4選を果たし、支持者と握手を交わす松本茂幸さん(中央)=15日午後10時12分、神埼市神埼町田道ケ里の事務所

 経験豊富な現職が意地を見せた。15日に投開票された神埼市長選で、4選を目指した松本茂幸さん(67)が977票差で新人を破った。接戦を制し「ありがとう、本当にありがとう」と抱き合って喜んだ。

 「投票所から連絡が来た。勝った」。15日午後10時10分、神埼町田道ケ里の事務所。「当確」の一報が届くと、開票の推移を見守っていた約300人の支持者から歓声が湧いた。吉報を待っていた松本さんは「やっぱうれしか。よかった」と胸をなで下ろした。

 これまで2度の選挙戦を制したベテランでも、票が読めない戦いだった。「知名度がある相手。どんな戦いをすればいいのか」。不安を隠せなかったが、個人演説会や総決起大会を重ねるうち、支持する声が寄せられていることを肌で感じ「絶対に負けられない」と気持ちを強く持った。

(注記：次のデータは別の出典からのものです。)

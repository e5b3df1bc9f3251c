//! Short-lived decorations left on the map.
use skirmish_core::{EntityId, Position, Race};

#[derive(Clone, Copy, Debug, PartialEq, Eq)]
pub enum EffectKind {
    /// Remains of a destroyed unit.
    Corpse { unit: EntityId, race: Race },
}

/// A timed world effect.
#[derive(Clone, Copy, Debug, PartialEq)]
pub struct Effect {
    pub kind: EffectKind,
    pub tile: Position,
    /// Seconds left. Negative lasts forever.
    remaining: f64,
}

impl Effect {
    pub fn new(kind: EffectKind, tile: Position, delay: f64) -> Self {
        Self {
            kind,
            tile,
            remaining: delay,
        }
    }

    pub fn is_permanent(&self) -> bool {
        self.remaining < 0.0
    }

    /// Ages the effect. Returns false once it has expired.
    pub fn age(&mut self, delta: f64) -> bool {
        if self.is_permanent() {
            return true;
        }
        self.remaining -= delta;
        self.remaining > 0.0
    }
}
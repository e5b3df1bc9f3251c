//! Errors surfaced by the world API.
//!
//! Orders naming entities or templates that do not exist are rejected with
//! [`WorldError`]; assembly failures from the core are wrapped so callers can
//! bubble them up with context.
use skirmish_core::{
    AssemblyError, CoreError, EntityId, ErrorSeverity, Position, UnitStateKind,
};
use state_machine::{GraphError, MachineError};
use thiserror::Error;

pub type Result<T> = std::result::Result<T, WorldError>;

#[derive(Debug, Clone, PartialEq, Eq, Error)]
pub enum WorldError {
    #[error("unknown unit template '{0}'")]
    UnknownTemplate(String),

    #[error("no unit {0} in the world")]
    UnknownEntity(EntityId),

    #[error("tile {0} is outside the map")]
    OffMap(Position),

    #[error("tile {0} cannot be stood on")]
    Blocked(Position),

    #[error("unit {0} is dying and takes no orders")]
    Dead(EntityId),

    #[error("tile {0} holds no resource")]
    NoResource(Position),

    #[error("unit {0} cannot harvest")]
    CannotHarvest(EntityId),

    #[error("unit {0} cannot attack")]
    CannotAttack(EntityId),

    #[error("scenario unit {index} targets missing unit {target}")]
    UnknownSpawnTarget { index: usize, target: usize },

    #[error(transparent)]
    Assembly(#[from] AssemblyError),

    #[error("invalid unit state graph: {0}")]
    Graph(#[from] GraphError<UnitStateKind>),

    #[error(transparent)]
    Machine(#[from] MachineError<UnitStateKind>),
}

impl CoreError for WorldError {
    fn severity(&self) -> ErrorSeverity {
        match self {
            Self::Assembly(error) => error.severity(),
            Self::Graph(_) => ErrorSeverity::Fatal,
            Self::Machine(error) => error.severity(),
            _ => ErrorSeverity::Validation,
        }
    }

    fn error_code(&self) -> &'static str {
        match self {
            Self::UnknownTemplate(_) => "WORLD_UNKNOWN_TEMPLATE",
            Self::UnknownEntity(_) => "WORLD_UNKNOWN_ENTITY",
            Self::OffMap(_) => "WORLD_OFF_MAP",
            Self::Blocked(_) => "WORLD_BLOCKED",
            Self::Dead(_) => "WORLD_DEAD",
            Self::NoResource(_) => "WORLD_NO_RESOURCE",
            Self::CannotHarvest(_) => "WORLD_CANNOT_HARVEST",
            Self::CannotAttack(_) => "WORLD_CANNOT_ATTACK",
            Self::UnknownSpawnTarget { .. } => "WORLD_UNKNOWN_SPAWN_TARGET",
            Self::Assembly(error) => error.error_code(),
            Self::Graph(_) => "WORLD_GRAPH",
            Self::Machine(error) => error.error_code(),
        }
    }
}
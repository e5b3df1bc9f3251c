//! Tile-stepping movement.
use skirmish_core::{Pathfindable, Position};

use crate::services::GridMap;
use crate::shared::Shared;

#[derive(Clone, Debug)]
pub struct Mover {
    tile: Position,
    destination: Option<Position>,
    facing: Option<Position>,
    /// Tiles per second.
    speed: f64,
    progress: f64,
}

impl Mover {
    pub fn new(tile: Position, speed: f64) -> Self {
        Self {
            tile,
            destination: None,
            facing: None,
            speed,
            progress: 0.0,
        }
    }

    pub fn tile(&self) -> Position {
        self.tile
    }

    pub fn destination(&self) -> Option<Position> {
        self.destination
    }

    pub fn facing(&self) -> Option<Position> {
        self.facing
    }

    pub fn is_moving(&self) -> bool {
        self.destination.is_some()
    }

    /// Teleports to `tile` and forgets any route.
    pub fn place(&mut self, tile: Position) {
        self.tile = tile;
        self.destination = None;
        self.facing = None;
        self.progress = 0.0;
    }

    /// Retargeting while already walking keeps the progress made toward the
    /// next tile.
    pub fn set_destination(&mut self, tile: Position) {
        if self.destination.is_none() {
            self.progress = 0.0;
        }
        self.destination = (tile != self.tile).then_some(tile);
    }

    pub fn stop(&mut self) {
        self.destination = None;
        self.progress = 0.0;
    }

    /// Walks toward the destination.
    ///
    /// Steps go diagonally when possible and fall back to a single axis when
    /// the diagonal is blocked. An unwalkable destination (a tree, a mine) is
    /// reached by standing next to it. A unit with no way forward gives up.
    pub fn advance(&mut self, delta: f64, map: &GridMap) {
        let Some(destination) = self.destination else {
            return;
        };
        self.progress += self.speed * delta;

        while self.progress >= 1.0 {
            if self.has_reached(destination, map) {
                break;
            }
            match self.next_step(destination, map) {
                Some(next) => {
                    self.facing = Some(next);
                    self.tile = next;
                    self.progress -= 1.0;
                }
                None => {
                    tracing::debug!(tile = ?self.tile, to = ?destination, "path blocked");
                    break;
                }
            }
        }

        if self.has_reached(destination, map) || self.next_step(destination, map).is_none() {
            self.stop();
        }
    }

    fn has_reached(&self, destination: Position, map: &GridMap) -> bool {
        self.tile == destination
            || (!map.is_walkable(destination) && self.tile.chebyshev(destination) <= 1)
    }

    fn next_step(&self, destination: Position, map: &GridMap) -> Option<Position> {
        let dx = (destination.x - self.tile.x).signum();
        let dy = (destination.y - self.tile.y).signum();
        [
            self.tile.offset(dx, dy),
            self.tile.offset(dx, 0),
            self.tile.offset(0, dy),
        ]
        .into_iter()
        .filter(|next| *next != self.tile)
        .find(|next| map.is_walkable(*next))
    }
}

impl Pathfindable for Shared<Mover> {
    fn tile(&self) -> Position {
        self.lock().tile
    }

    fn set_destination(&mut self, tile: Position) {
        self.lock().set_destination(tile);
    }

    fn point_to(&mut self, tile: Position) {
        self.lock().facing = Some(tile);
    }

    fn is_moving(&self) -> bool {
        self.lock().is_moving()
    }

    fn stop_moves(&mut self) {
        self.lock().stop();
    }
}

 選挙戦最終日の14日は雨の中、妻の豊子さんや3人の息子、支持者ら約130人と旧長崎街道を中心に「最後の訴え」で歩いた。「おいどんがついとっけん」。駆け寄る市民に「任せてくれ。しっかりやるけん」と、かれた声で答えた。「市民協働のまちづくりをしたい」との思いが確実に届いているように思えた。

 4選を果たした一方で、「市政を変えてほしい」という注文も実感した。松本さんは「福祉を向上させ、幸せを感じられるまちにしたい。私も100点ではない。もっと市民の意見を求めていきたい」と気を引き締めていた。